DATASET RECORDS:

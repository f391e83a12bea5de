//! Store-Update Consumer: ordered, idempotent upserts into the durable table.

mod support;

use std::time::{Duration, SystemTime};

use reactive_pipeline::consumer::HaltKind;
use reactive_pipeline::{
    AlertKind, CheckpointKey, CheckpointStore, CycleOutcome, DeadLetterSink, DurableStore,
    EntityMutation, InMemoryStream, PartitionId, PartitionState, PayloadFormat, RecordKey,
    Remediation, SequenceNumber,
};

use support::{mutation, Harness, EVENTS, TABLE};

fn record_status(harness: &Harness, id: &str, customer_id: i64) -> Option<String> {
    harness
        .table
        .get_item(TABLE, &RecordKey::new(id, customer_id))
        .unwrap()
        .and_then(|record| record.attribute("status").map(str::to_string))
}

#[test]
fn last_write_wins_and_checkpoint_follows() {
    let harness = Harness::new(1);
    harness.append_event(0, &mutation("A", 1, &[("status", "new")]));
    harness.append_event(0, &mutation("A", 1, &[("status", "done")]));

    let mut consumer = harness.store_consumer(0, 3);
    assert_eq!(consumer.run_until_idle().unwrap(), CycleOutcome::Idle);

    assert_eq!(harness.table.len(TABLE), 1);
    assert_eq!(record_status(&harness, "A", 1).as_deref(), Some("done"));
    assert_eq!(consumer.checkpoint().unwrap(), Some(SequenceNumber(2)));
    assert_eq!(consumer.state(), &PartitionState::SteadyState);
}

#[test]
fn replaying_a_prefix_changes_nothing() {
    let harness = Harness::new(1);
    harness.append_event(0, &mutation("A", 1, &[("status", "new")]));
    harness.append_event(0, &mutation("B", 1, &[("status", "new")]));
    harness.append_event(0, &mutation("A", 1, &[("status", "done")]));

    let mut consumer = harness.store_consumer(0, 3);
    consumer.run_until_idle().unwrap();
    let before = harness.table.records(TABLE);
    let writes = harness.table.write_log().len();

    consumer
        .remediate(Remediation::ResetCheckpoint { sequence: None })
        .unwrap();
    match consumer.run_once().unwrap() {
        CycleOutcome::Applied(report) => {
            assert_eq!(report.applied, 0);
            assert_eq!(report.duplicates, 3);
            assert_eq!(report.checkpoint, Some(SequenceNumber(3)));
        }
        other => panic!("unexpected outcome {:?}", other),
    }

    let after = harness.table.records(TABLE);
    assert_eq!(before.len(), after.len());
    for (b, a) in before.iter().zip(after.iter()) {
        assert_eq!(b.key(), a.key());
        assert_eq!(b.attributes, a.attributes);
        assert_eq!(b.marker, a.marker);
    }
    assert_eq!(harness.table.write_log().len(), writes);
}

#[test]
fn writes_are_applied_in_sequence_order() {
    let harness = Harness::new(1);
    for i in 0..20 {
        harness.append_event(0, &mutation(&format!("E{}", i % 4), 1, &[("n", &i.to_string())]));
    }
    let mut consumer = harness.store_consumer(0, 3);
    consumer.run_until_idle().unwrap();

    let sequences: Vec<u64> = harness
        .table
        .write_log()
        .into_iter()
        .filter_map(|(_, marker)| marker.map(|m| m.sequence.value()))
        .collect();
    let mut sorted = sequences.clone();
    sorted.sort_unstable();
    assert_eq!(sequences, sorted);
    assert_eq!(sequences.len(), 20);
}

#[test]
fn restart_after_lost_checkpoint_is_safe() {
    let harness = Harness::new(1);
    harness.append_event(0, &mutation("A", 1, &[("status", "new")]));
    harness.append_event(0, &mutation("A", 1, &[("status", "done")]));
    harness.append_event(0, &mutation("C", 9, &[("status", "new")]));

    let mut first = harness.store_consumer(0, 3);
    first.run_until_idle().unwrap();
    let before = harness.table.records(TABLE);

    // The writes landed but the last checkpoint did not.
    let key = CheckpointKey::new("store-updater", EVENTS, PartitionId(0));
    harness.checkpoints.reset(&key, Some(SequenceNumber(1))).unwrap();
    drop(first);

    let mut second = harness.store_consumer(0, 3);
    second.run_until_idle().unwrap();

    let after = harness.table.records(TABLE);
    assert_eq!(
        before.iter().map(|r| (r.key(), r.attributes.clone())).collect::<Vec<_>>(),
        after.iter().map(|r| (r.key(), r.attributes.clone())).collect::<Vec<_>>(),
    );
    assert_eq!(second.checkpoint().unwrap(), Some(SequenceNumber(3)));
    assert_eq!(second.stats().duplicates, 2);
}

#[test]
fn malformed_event_is_dead_lettered_exactly_once() {
    let harness = Harness::new(1);
    harness.append_event(0, &mutation("A", 1, &[("status", "new")]));
    harness
        .stream
        .append(EVENTS, PartitionId(0), "A:1", b"{not json".to_vec())
        .unwrap();
    harness.append_event(0, &mutation("A", 1, &[("status", "done")]));

    let mut consumer = harness.store_consumer(0, 3);
    consumer.run_until_idle().unwrap();
    assert_eq!(record_status(&harness, "A", 1).as_deref(), Some("done"));
    assert_eq!(consumer.checkpoint().unwrap(), Some(SequenceNumber(3)));

    // A replay meets the same malformed event again.
    consumer
        .remediate(Remediation::ResetCheckpoint { sequence: None })
        .unwrap();
    consumer.run_until_idle().unwrap();

    let letters = harness.dead_letters.list().unwrap();
    assert_eq!(letters.len(), 1);
    assert_eq!(letters[0].sequence_number, SequenceNumber(2));
    assert_eq!(letters[0].payload, b"{not json".to_vec());
}

#[test]
fn exhausted_retries_halt_before_the_failing_event() {
    let harness = Harness::new(3);
    for i in 1..=4 {
        harness.append_event(2, &mutation(&format!("K{}", i), 1, &[("status", "new")]));
    }
    harness.append_event(2, &mutation("X", 1, &[("status", "new")]));
    harness.append_event(2, &mutation("K6", 1, &[("status", "new")]));
    harness.table.block_key(RecordKey::new("X", 1));

    let mut consumer = harness.store_consumer(2, 3);
    let reason = match consumer.run_once().unwrap() {
        CycleOutcome::Halted(reason) => reason,
        other => panic!("unexpected outcome {:?}", other),
    };
    assert_eq!(reason.kind, HaltKind::RetriesExhausted);
    assert_eq!(reason.sequence, Some(SequenceNumber(5)));
    assert_eq!(consumer.checkpoint().unwrap(), Some(SequenceNumber(4)));
    assert!(consumer.state().is_halted());
    assert_eq!(harness.alerts.of_kind(AlertKind::PartitionHalted).len(), 1);

    // Halted: nothing at or after seq 5 is applied, however often we poll.
    assert!(matches!(consumer.run_once().unwrap(), CycleOutcome::Halted(_)));
    assert!(record_status(&harness, "X", 1).is_none());
    assert!(record_status(&harness, "K6", 1).is_none());

    harness.table.unblock_key(&RecordKey::new("X", 1));
    assert_eq!(
        consumer.remediate(Remediation::Retry).unwrap(),
        PartitionState::CatchingUp
    );
    consumer.run_until_idle().unwrap();
    assert_eq!(consumer.checkpoint().unwrap(), Some(SequenceNumber(6)));
    assert_eq!(record_status(&harness, "X", 1).as_deref(), Some("new"));
}

#[test]
fn skip_to_dead_letter_moves_past_the_stuck_event() {
    let harness = Harness::new(1);
    harness.append_event(0, &mutation("X", 1, &[("status", "new")]));
    harness.append_event(0, &mutation("Y", 1, &[("status", "new")]));
    harness.table.block_key(RecordKey::new("X", 1));

    let mut consumer = harness.store_consumer(0, 2);
    assert!(matches!(consumer.run_once().unwrap(), CycleOutcome::Halted(_)));
    assert_eq!(consumer.checkpoint().unwrap(), None);

    consumer.remediate(Remediation::SkipToDeadLetter).unwrap();
    consumer.run_until_idle().unwrap();

    assert_eq!(consumer.checkpoint().unwrap(), Some(SequenceNumber(2)));
    assert!(record_status(&harness, "X", 1).is_none());
    assert_eq!(record_status(&harness, "Y", 1).as_deref(), Some("new"));
    let letters = harness.dead_letters.list().unwrap();
    assert_eq!(letters.len(), 1);
    assert!(letters[0].reason.starts_with("skipped by operator"));
}

#[test]
fn transient_failures_within_budget_are_absorbed() {
    let harness = Harness::new(1);
    harness.append_event(0, &mutation("A", 1, &[("status", "new")]));
    harness.table.fail_next_puts(2);

    let mut consumer = harness.store_consumer(0, 5);
    match consumer.run_once().unwrap() {
        CycleOutcome::Applied(report) => {
            assert_eq!(report.applied, 1);
            assert_eq!(report.retries, 2);
        }
        other => panic!("unexpected outcome {:?}", other),
    }
    assert!(harness.alerts.alerts().is_empty());
}

#[test]
fn one_halted_partition_does_not_block_another() {
    let harness = Harness::new(2);
    harness.append_event(0, &mutation("X", 1, &[("status", "new")]));
    harness.append_event(1, &mutation("Y", 1, &[("status", "new")]));
    harness.table.block_key(RecordKey::new("X", 1));

    let mut p0 = harness.store_consumer(0, 2);
    let mut p1 = harness.store_consumer(1, 2);
    assert!(matches!(p0.run_once().unwrap(), CycleOutcome::Halted(_)));
    assert!(matches!(p1.run_once().unwrap(), CycleOutcome::Applied(_)));
    assert_eq!(record_status(&harness, "Y", 1).as_deref(), Some("new"));
}

#[test]
fn expired_checkpoint_requires_acknowledging_data_loss() {
    let mut harness = Harness::new(1);
    harness.stream = InMemoryStream::with_retention(Duration::from_secs(60));
    harness.stream.create_stream(EVENTS, 1).unwrap();

    let now = SystemTime::now();
    let old = now - Duration::from_secs(120);
    let json = |m: EntityMutation| support::payload(&m, PayloadFormat::Json);
    for (id, at) in [("A", old), ("B", old), ("C", old), ("D", now)] {
        harness
            .stream
            .append_at(EVENTS, PartitionId(0), id, json(mutation(id, 1, &[])), at)
            .unwrap();
        if id == "A" {
            harness.store_consumer(0, 2).run_until_idle().unwrap();
        }
    }
    assert_eq!(harness.stream.expire(now).unwrap(), 3);

    let mut consumer = harness.store_consumer(0, 2);
    let reason = match consumer.run_once().unwrap() {
        CycleOutcome::Halted(reason) => reason,
        other => panic!("unexpected outcome {:?}", other),
    };
    assert_eq!(reason.kind, HaltKind::RetentionExceeded);
    assert_eq!(harness.alerts.of_kind(AlertKind::DataLoss).len(), 1);
    assert!(consumer.remediate(Remediation::SkipToDeadLetter).is_err());

    consumer.remediate(Remediation::AcknowledgeDataLoss).unwrap();
    consumer.run_until_idle().unwrap();
    assert_eq!(consumer.checkpoint().unwrap(), Some(SequenceNumber(4)));
    assert_eq!(harness.table.len(TABLE), 2);
}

TASK DETAILS: Pull out all lines containing the word "Remediation" from the entries above.

RESULT:
    Remediation, SequenceNumber,
        .remediate(Remediation::ResetCheckpoint { sequence: None })
        .remediate(Remediation::ResetCheckpoint { sequence: None })
        consumer.remediate(Remediation::Retry).unwrap(),
    consumer.remediate(Remediation::SkipToDeadLetter).unwrap();
    assert!(consumer.remediate(Remediation::SkipToDeadLetter).is_err());
    consumer.remediate(Remediation::AcknowledgeDataLoss).unwrap();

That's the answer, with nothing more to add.